3. Team. The team is still an important part of the equation, but the entrepreneur is just as important. Here’s what the investors are looking for in both:
- Passion. The entrepreneur must demonstrate a contagious excitement about their vision for the company.
- Tenacity. The entrepreneur must prove they have the stamina and willpower to stay with their vision through thick and thin.
- Flexibility. The entrepreneur must be willing to reevaluate and refocus their plans when things don’t work out as anticipated.
- Commitment. The entrepreneur must be willing to invest enough of their own money into this project to convince investors they are serious.
- Teamwork. The entrepreneur’s team must prove it can work effectively together.
- Coachability. The entrepreneur and the team must be coachable. No team knows everything they need to know to succeed.
- Knowledge. Investors prefer to back teams that really know their market and have a combined background that is rich and impressive in the niche for which the company is engaged.
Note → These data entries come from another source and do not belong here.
//! # State Module
//!
//! Thread-safe state holders the commands run against.
//!
//! ```text
//! ┌─────────────────────────────────────────────────────────────────────────┐
//! │                    State Architecture                                   │
//! │                                                                         │
//! │  ┌──────────────┐  ┌──────────────┐  ┌──────────────┐  ┌────────────┐  │
//! │  │  StoreState  │  │  CartState   │  │ SessionState │  │ConfigState │  │
//! │  │              │  │              │  │              │  │            │  │
//! │  │  Arc<Mutex<  │  │  Arc<Mutex<  │  │  Mutex<      │  │ store name │  │
//! │  │   catalog,   │  │    Cart      │  │   Option<    │  │ currency   │  │
//! │  │   ledger,    │  │  >>          │  │    User>>    │  │ device id  │  │
//! │  │   directory  │  │              │  │              │  │            │  │
//! │  │  >>          │  │              │  │              │  │            │  │
//! │  └──────────────┘  └──────────────┘  └──────────────┘  └────────────┘  │
//! │                                                                         │
//! │  LOCK ORDER: cart → store. Session and config are read and released    │
//! │  before either is taken.                                               │
//! └─────────────────────────────────────────────────────────────────────────┘
//! ```

mod cart;
mod config;
mod session;
mod store;

pub use cart::CartState;
pub use config::ConfigState;
pub use session::SessionState;
pub use store::{Store, StoreState};
//! # Pricing Calculator
//!
//! Prices one line: a unit price and tax rate applied to a quantity.
//!
//! ```text
//! subtotal       = unit_price × quantity            (whole cents, exact)
//! tax            = subtotal × tax_rate / 100        (PreciseMoney, exact)
//! total_with_tax = subtotal + tax                   (PreciseMoney, exact)
//! ```
//!
//! Nothing here rounds. The cart sums these exact values and rounds once;
//! see the `money` module for the drift this avoids.

use serde::{Deserialize, Serialize};
use ts_rs::TS;

use crate::error::{CoreError, CoreResult};
use crate::money::{Money, PreciseMoney};
use crate::types::TaxRate;

/// The priced amounts of one line.
#[derive(Debug, Clone, Copy, PartialEq, Eq, Serialize, Deserialize, TS)]
#[ts(export)]
#[serde(rename_all = "camelCase")]
pub struct LinePricing {
    pub subtotal: Money,
    pub tax: PreciseMoney,
    pub total_with_tax: PreciseMoney,
}

impl LinePricing {
    /// Prices `quantity` units.
    ///
    /// Callers validate `unit_price >= 0` and `quantity > 0`; the result is
    /// then non-negative in every field. Amounts that overflow come back as
    /// `AmountTooLarge` for `product_id`.
    ///
    /// ## Example
    /// ```rust
    /// use tally_core::money::Money;
    /// use tally_core::pricing::LinePricing;
    /// use tally_core::types::TaxRate;
    ///
    /// let line = LinePricing::compute("p-1", Money::from_cents(1000), TaxRate::from_bps(1800), 2).unwrap();
    /// assert_eq!(line.subtotal.cents(), 2000);
    /// assert_eq!(line.tax.round_to_cents().cents(), 360);
    /// assert_eq!(line.total_with_tax.round_to_cents().cents(), 2360);
    /// ```
    pub fn compute(
        product_id: &str,
        unit_price: Money,
        tax_rate: TaxRate,
        quantity: i64,
    ) -> CoreResult<Self> {
        let priced = unit_price.checked_multiply_quantity(quantity).and_then(|subtotal| {
            let tax = subtotal.calculate_tax(tax_rate)?;
            let total_with_tax = subtotal.checked_to_precise()?.checked_add(tax)?;
            Some(LinePricing {
                subtotal,
                tax,
                total_with_tax,
            })
        });

        priced.ok_or_else(|| CoreError::AmountTooLarge {
            product_id: product_id.to_string(),
        })
    }

    /// Line tax rounded for display.
    pub fn display_tax(&self) -> Money {
        self.tax.round_to_cents()
    }

    /// Line total rounded for display.
    pub fn display_total(&self) -> Money {
        self.total_with_tax.round_to_cents()
    }
}
//! # Sale Commands
//!
//! Checkout and receipts.
//!
//! ## Checkout Sequence
//! ```text
//! ┌─────────────────────────────────────────────────────────────────────────┐
//! │  checkout(PaymentMethod)                                                │
//! │     │                                                                   │
//! │     ├── session ──► cashier id (None ⇒ NO_ACTIVE_CASHIER)              │
//! │     ├── lock cart                                                       │
//! │     │     └── lock store                                                │
//! │     │           └── ledger.checkout(cart, method, cashier, catalog)    │
//! │     ├── cart.clear()   (only after the ledger accepted the sale)       │
//! │     └── ReceiptResponse                                                 │
//! └─────────────────────────────────────────────────────────────────────────┘
//! ```

use serde::Serialize;
use tracing::{debug, info};

use crate::error::{ApiError, ApiResult};
use crate::state::{CartState, ConfigState, SessionState, Store, StoreState};
use tally_core::{Money, PaymentMethod, Transaction};

/// A printable receipt. Amounts are pre-formatted with the store currency.
#[derive(Debug, Clone, Serialize)]
#[serde(rename_all = "camelCase")]
pub struct ReceiptResponse {
    pub transaction_id: String,
    pub receipt_number: String,
    pub store_name: String,
    pub store_address: Vec<String>,
    pub device_id: String,
    pub timestamp: String,
    pub cashier: String,
    pub customer: Option<String>,
    pub payment_method: PaymentMethod,
    pub items: Vec<ReceiptItem>,
    pub subtotal: String,
    pub tax: String,
    /// `None` when no discount was given.
    pub discount: Option<String>,
    pub total: String,
    pub total_cents: i64,
}

#[derive(Debug, Clone, Serialize)]
#[serde(rename_all = "camelCase")]
pub struct ReceiptItem {
    pub name: String,
    pub hsn_code: Option<String>,
    pub quantity: i64,
    pub unit_price: String,
    pub line_total: String,
}

impl ReceiptResponse {
    pub fn new(transaction: &Transaction, config: &ConfigState, cashier: &str) -> Self {
        let money = |m: Money| config.format_currency(m);

        ReceiptResponse {
            transaction_id: transaction.id.clone(),
            receipt_number: transaction.receipt_number.clone(),
            store_name: config.store_name.clone(),
            store_address: config.store_address.clone(),
            device_id: config.device_id.clone(),
            timestamp: transaction.created_at.to_rfc3339(),
            cashier: cashier.to_string(),
            customer: transaction.customer.as_ref().map(|c| c.name.clone()),
            payment_method: transaction.payment_method,
            items: transaction
                .items
                .iter()
                .map(|line| ReceiptItem {
                    name: line.product.name.clone(),
                    hsn_code: line.product.hsn_code.clone(),
                    quantity: line.quantity,
                    unit_price: money(line.product.price()),
                    line_total: money(line.subtotal),
                })
                .collect(),
            subtotal: money(transaction.subtotal),
            tax: money(transaction.total_tax),
            discount: transaction
                .discount
                .is_positive()
                .then(|| money(transaction.discount)),
            total: money(transaction.total),
            total_cents: transaction.total.cents(),
        }
    }

    /// Plain-text rendering for a receipt printer or a terminal.
    pub fn to_text(&self) -> String {
        let mut out = Vec::new();
        out.push(self.store_name.clone());
        out.extend(self.store_address.iter().cloned());
        out.push(String::new());
        out.push(format!("Receipt  #{}", self.receipt_number));
        out.push(format!("Date     {}", self.timestamp));
        out.push(format!("Cashier  {}", self.cashier));
        if let Some(customer) = &self.customer {
            out.push(format!("Customer {}", customer));
        }
        out.push(format!("Payment  {}", self.payment_method));
        out.push(String::new());
        for item in &self.items {
            out.push(format!("{:<28}{:>12}", item.name, item.line_total));
            out.push(format!("  {} x {}", item.quantity, item.unit_price));
        }
        out.push(String::new());
        out.push(format!("{:<28}{:>12}", "Subtotal", self.subtotal));
        out.push(format!("{:<28}{:>12}", "Tax", self.tax));
        if let Some(discount) = &self.discount {
            out.push(format!("{:<28}{:>12}", "Discount", format!("-{}", discount)));
        }
        out.push(format!("{:<28}{:>12}", "TOTAL", self.total));
        out.join("\n")
    }
}

/// Records the sale in the cart and returns its receipt.
///
/// The cart is cleared only when the ledger accepts the sale. A declined
/// checkout leaves cart, catalog and ledger exactly as they were.
pub fn checkout(
    store: &StoreState,
    cart: &CartState,
    session: &SessionState,
    config: &ConfigState,
    payment_method: PaymentMethod,
) -> ApiResult<ReceiptResponse> {
    debug!(payment_method = %payment_method, "checkout command");

    let cashier = session.current_user();
    let cashier_id = cashier.as_ref().map(|u| u.id.as_str());

    let transaction = cart.with_cart_mut(|c| -> ApiResult<Transaction> {
        let transaction = store.with_store_mut(|s| {
            let Store { catalog, ledger, .. } = s;
            ledger.checkout(c, payment_method, cashier_id, catalog)
        })?;
        c.clear();
        Ok(transaction)
    })?;

    info!(
        transaction_id = %transaction.id,
        device_id = %config.device_id,
        "Sale recorded, cart cleared"
    );

    let cashier_name = cashier.map(|u| u.name).unwrap_or_default();
    Ok(ReceiptResponse::new(&transaction, config, &cashier_name))
}

/// Rebuilds the receipt of a recorded transaction.
pub fn get_receipt(
    store: &StoreState,
    config: &ConfigState,
    transaction_id: &str,
) -> ApiResult<ReceiptResponse> {
    store.with_store(|s| -> ApiResult<ReceiptResponse> {
        let transaction = s
            .ledger
            .get(transaction_id)
            .ok_or_else(|| ApiError::not_found("Transaction", transaction_id))?;

        let cashier = s
            .users
            .iter()
            .find(|u| u.id == transaction.cashier_id)
            .map_or(transaction.cashier_id.as_str(), |u| u.name.as_str());

        Ok(ReceiptResponse::new(transaction, config, cashier))
    })
}

/// All recorded transactions, newest first.
pub fn list_transactions(store: &StoreState) -> Vec<Transaction> {
    store.with_store(|s| s.ledger.transactions().iter().rev().cloned().collect())
}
4. Opportunity. Investors want big ideas, those that can change the world. Ideas that change our behavior, culture or way of thinking. Ideas that can build $100-million-size companies. Anything less is too speculative. The risks of investing in a company are so great—and the chances of a reward so small—that investors can’t afford to bet on opportunities that won’t surely have huge payoffs. And one of the biggest problems when addressing opportunity is, “Am I too early?” Investing in a huge opportunity five years before the market will recognize and embrace it is a very frustrating thing. Not only will you lose your investment, you’ll have to suffer the extreme frustration of watching someone else make a lot of money on the foundation you helped build.
5. Business model. Will the numbers map out? In other words, once someone takes a sharp pencil and starts tracing where every revenue dollar comes from and then seriously challenges every expense it’ll take to generate that revenue dollar, will you have
- a profitable model?
- a repeatable model?
- an expandable model?
- a predictable model?
- a defensible model?
Many entrepreneurs fail because they don’t know how to do this type of exercise with a “real world” view.
So how do you and your company match up? If you were honest and found areas where you were lacking, please find someone who can help you fix your problems before you approach anyone to invest. Your extra investment of time will significantly improve your chances for funding.